_Description of the task_.
Look through the material below for "operations". Copy every line that contains it.

━━━━━ Input data

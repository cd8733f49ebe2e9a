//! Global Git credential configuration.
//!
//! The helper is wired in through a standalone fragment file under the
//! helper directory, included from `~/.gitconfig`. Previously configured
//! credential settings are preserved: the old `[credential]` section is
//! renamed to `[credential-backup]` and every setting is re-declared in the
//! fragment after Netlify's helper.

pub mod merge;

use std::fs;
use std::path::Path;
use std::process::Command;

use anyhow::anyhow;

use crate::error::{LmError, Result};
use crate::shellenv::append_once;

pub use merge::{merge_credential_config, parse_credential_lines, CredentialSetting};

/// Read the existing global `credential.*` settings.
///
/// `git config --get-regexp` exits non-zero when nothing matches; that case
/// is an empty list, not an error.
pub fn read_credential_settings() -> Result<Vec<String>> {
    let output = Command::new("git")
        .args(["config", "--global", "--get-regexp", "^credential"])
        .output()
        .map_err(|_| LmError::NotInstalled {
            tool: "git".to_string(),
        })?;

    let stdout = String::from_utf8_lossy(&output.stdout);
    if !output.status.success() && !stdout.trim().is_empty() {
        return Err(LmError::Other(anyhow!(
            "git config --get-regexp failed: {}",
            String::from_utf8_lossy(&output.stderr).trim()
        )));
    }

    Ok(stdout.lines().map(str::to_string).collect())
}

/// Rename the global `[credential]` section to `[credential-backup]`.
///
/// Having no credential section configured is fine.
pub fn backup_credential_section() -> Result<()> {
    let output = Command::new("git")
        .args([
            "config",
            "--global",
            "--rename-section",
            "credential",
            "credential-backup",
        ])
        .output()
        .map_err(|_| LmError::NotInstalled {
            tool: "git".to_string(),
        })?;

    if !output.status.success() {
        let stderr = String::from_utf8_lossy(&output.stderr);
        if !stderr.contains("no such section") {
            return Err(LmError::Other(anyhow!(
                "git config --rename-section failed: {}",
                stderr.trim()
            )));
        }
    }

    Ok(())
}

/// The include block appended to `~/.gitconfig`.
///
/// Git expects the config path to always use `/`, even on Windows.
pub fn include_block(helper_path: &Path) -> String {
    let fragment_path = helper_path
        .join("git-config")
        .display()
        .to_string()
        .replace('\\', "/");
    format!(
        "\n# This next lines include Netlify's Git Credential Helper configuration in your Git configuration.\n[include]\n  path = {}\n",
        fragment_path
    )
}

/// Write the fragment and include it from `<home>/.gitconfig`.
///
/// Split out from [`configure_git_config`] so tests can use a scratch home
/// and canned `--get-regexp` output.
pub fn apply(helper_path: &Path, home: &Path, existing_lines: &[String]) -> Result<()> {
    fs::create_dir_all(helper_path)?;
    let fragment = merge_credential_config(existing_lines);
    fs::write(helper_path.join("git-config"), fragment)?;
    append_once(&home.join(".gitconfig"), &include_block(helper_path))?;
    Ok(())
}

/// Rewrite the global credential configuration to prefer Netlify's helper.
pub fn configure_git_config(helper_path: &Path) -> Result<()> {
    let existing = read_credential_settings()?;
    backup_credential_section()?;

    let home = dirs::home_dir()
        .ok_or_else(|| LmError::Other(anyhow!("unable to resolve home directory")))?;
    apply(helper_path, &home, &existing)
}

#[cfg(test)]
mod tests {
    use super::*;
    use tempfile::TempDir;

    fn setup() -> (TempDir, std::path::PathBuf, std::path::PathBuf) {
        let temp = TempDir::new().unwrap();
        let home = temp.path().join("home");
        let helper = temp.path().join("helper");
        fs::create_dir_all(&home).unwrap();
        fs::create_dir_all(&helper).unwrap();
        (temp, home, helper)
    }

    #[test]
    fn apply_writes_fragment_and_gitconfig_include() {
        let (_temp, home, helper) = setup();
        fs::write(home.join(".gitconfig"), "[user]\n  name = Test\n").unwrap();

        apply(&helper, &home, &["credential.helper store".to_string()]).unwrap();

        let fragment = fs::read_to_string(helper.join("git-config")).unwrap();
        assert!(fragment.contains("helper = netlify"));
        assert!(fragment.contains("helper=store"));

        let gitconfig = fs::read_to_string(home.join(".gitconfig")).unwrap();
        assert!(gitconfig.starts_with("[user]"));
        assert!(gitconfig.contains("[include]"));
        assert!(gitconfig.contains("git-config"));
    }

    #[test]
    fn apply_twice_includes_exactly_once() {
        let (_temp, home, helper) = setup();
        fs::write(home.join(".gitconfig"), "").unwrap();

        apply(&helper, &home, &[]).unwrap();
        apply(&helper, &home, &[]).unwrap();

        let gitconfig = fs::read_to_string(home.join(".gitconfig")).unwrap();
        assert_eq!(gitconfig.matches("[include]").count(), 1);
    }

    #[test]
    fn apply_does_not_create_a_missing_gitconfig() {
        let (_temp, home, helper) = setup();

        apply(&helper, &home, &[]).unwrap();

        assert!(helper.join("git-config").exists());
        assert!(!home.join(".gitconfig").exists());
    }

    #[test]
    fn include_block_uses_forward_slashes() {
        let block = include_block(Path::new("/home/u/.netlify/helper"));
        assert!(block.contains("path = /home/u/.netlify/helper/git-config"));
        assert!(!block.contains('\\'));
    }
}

━━━━━━━━━━
━━━━━ Input data

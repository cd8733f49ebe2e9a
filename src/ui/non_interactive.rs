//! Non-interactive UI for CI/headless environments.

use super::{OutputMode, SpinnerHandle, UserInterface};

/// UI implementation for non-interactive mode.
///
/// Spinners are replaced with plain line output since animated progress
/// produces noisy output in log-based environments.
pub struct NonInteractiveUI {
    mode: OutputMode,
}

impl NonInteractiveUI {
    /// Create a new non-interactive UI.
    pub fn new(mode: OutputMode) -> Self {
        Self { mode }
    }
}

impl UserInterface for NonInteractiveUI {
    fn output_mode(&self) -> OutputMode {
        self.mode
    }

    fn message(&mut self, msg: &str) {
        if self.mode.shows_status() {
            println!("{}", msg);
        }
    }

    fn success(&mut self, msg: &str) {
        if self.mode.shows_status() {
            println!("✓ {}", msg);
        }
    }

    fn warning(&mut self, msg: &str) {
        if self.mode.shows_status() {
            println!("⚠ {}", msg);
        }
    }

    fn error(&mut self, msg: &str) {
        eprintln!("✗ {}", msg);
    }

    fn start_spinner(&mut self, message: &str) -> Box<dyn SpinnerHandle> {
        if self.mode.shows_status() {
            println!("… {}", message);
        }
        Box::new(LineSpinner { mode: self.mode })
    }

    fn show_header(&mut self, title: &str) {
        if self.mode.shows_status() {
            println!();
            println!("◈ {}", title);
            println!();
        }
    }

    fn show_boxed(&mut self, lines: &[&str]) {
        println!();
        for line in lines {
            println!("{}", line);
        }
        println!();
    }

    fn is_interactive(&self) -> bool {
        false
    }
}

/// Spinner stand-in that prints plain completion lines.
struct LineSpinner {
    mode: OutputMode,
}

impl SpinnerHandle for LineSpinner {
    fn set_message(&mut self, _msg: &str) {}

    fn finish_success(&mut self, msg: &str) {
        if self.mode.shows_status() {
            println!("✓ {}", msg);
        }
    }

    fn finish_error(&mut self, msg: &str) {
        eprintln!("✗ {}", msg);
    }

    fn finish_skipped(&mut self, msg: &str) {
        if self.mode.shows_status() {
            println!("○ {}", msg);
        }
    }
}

━━━━━━━━━━
━━━━━ Input data

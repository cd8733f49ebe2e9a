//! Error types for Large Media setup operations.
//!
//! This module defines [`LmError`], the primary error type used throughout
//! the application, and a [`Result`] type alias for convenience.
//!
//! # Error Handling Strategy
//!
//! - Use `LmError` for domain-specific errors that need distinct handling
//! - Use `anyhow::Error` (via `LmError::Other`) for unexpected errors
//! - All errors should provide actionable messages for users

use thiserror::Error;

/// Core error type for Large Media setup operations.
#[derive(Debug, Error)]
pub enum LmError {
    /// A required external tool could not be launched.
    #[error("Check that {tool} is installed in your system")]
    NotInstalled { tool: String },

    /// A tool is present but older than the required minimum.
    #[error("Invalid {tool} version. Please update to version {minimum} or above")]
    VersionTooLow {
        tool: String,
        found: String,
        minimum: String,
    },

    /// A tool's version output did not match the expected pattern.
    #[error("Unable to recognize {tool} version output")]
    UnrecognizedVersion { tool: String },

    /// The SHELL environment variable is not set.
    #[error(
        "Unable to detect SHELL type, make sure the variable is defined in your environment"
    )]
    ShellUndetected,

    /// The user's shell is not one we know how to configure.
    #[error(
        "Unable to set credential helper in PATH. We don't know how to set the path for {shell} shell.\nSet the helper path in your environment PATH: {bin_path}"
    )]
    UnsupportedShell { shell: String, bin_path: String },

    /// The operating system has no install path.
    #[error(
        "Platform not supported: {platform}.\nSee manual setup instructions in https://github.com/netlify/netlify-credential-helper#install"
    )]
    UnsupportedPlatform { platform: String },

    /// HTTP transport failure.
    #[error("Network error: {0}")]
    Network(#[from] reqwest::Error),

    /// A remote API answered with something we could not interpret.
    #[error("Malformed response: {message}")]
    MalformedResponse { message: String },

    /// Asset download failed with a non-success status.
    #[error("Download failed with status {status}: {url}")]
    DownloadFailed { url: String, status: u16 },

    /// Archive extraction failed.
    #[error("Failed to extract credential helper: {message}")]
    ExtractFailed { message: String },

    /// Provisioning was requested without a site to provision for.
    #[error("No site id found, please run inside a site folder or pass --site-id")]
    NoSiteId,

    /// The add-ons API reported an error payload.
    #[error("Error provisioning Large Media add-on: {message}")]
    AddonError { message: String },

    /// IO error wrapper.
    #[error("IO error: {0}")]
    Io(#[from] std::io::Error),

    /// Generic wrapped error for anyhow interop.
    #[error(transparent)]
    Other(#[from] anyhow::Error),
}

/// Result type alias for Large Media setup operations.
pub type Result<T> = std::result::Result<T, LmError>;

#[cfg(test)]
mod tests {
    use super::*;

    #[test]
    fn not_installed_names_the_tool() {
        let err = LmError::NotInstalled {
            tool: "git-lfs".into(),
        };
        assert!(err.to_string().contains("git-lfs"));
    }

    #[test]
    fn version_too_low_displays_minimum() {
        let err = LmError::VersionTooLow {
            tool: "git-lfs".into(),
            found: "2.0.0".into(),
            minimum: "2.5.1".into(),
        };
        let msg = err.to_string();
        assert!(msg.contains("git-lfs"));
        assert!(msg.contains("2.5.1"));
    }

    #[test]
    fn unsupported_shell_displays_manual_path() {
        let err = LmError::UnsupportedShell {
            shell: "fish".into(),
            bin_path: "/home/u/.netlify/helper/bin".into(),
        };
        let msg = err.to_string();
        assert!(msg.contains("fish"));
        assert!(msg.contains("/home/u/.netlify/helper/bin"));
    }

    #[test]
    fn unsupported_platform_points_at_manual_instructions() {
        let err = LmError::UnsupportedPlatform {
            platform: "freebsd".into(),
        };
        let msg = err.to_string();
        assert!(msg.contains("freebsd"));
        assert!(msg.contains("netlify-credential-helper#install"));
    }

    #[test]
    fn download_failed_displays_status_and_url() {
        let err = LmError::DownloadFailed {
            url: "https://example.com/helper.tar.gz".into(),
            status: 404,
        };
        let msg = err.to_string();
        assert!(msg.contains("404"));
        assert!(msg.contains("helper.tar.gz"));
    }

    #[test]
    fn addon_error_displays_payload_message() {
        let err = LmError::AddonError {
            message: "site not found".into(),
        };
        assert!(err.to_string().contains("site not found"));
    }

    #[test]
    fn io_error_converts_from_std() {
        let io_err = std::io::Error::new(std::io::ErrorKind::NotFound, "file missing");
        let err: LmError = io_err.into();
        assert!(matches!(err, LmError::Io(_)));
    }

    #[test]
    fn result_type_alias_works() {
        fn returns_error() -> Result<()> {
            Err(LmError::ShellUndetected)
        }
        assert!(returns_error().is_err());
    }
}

━━━━━━━━━━

_Response area_.
//! Error types for Large Media setup operations.
/// Core error type for Large Media setup operations.
/// Result type alias for Large Media setup operations.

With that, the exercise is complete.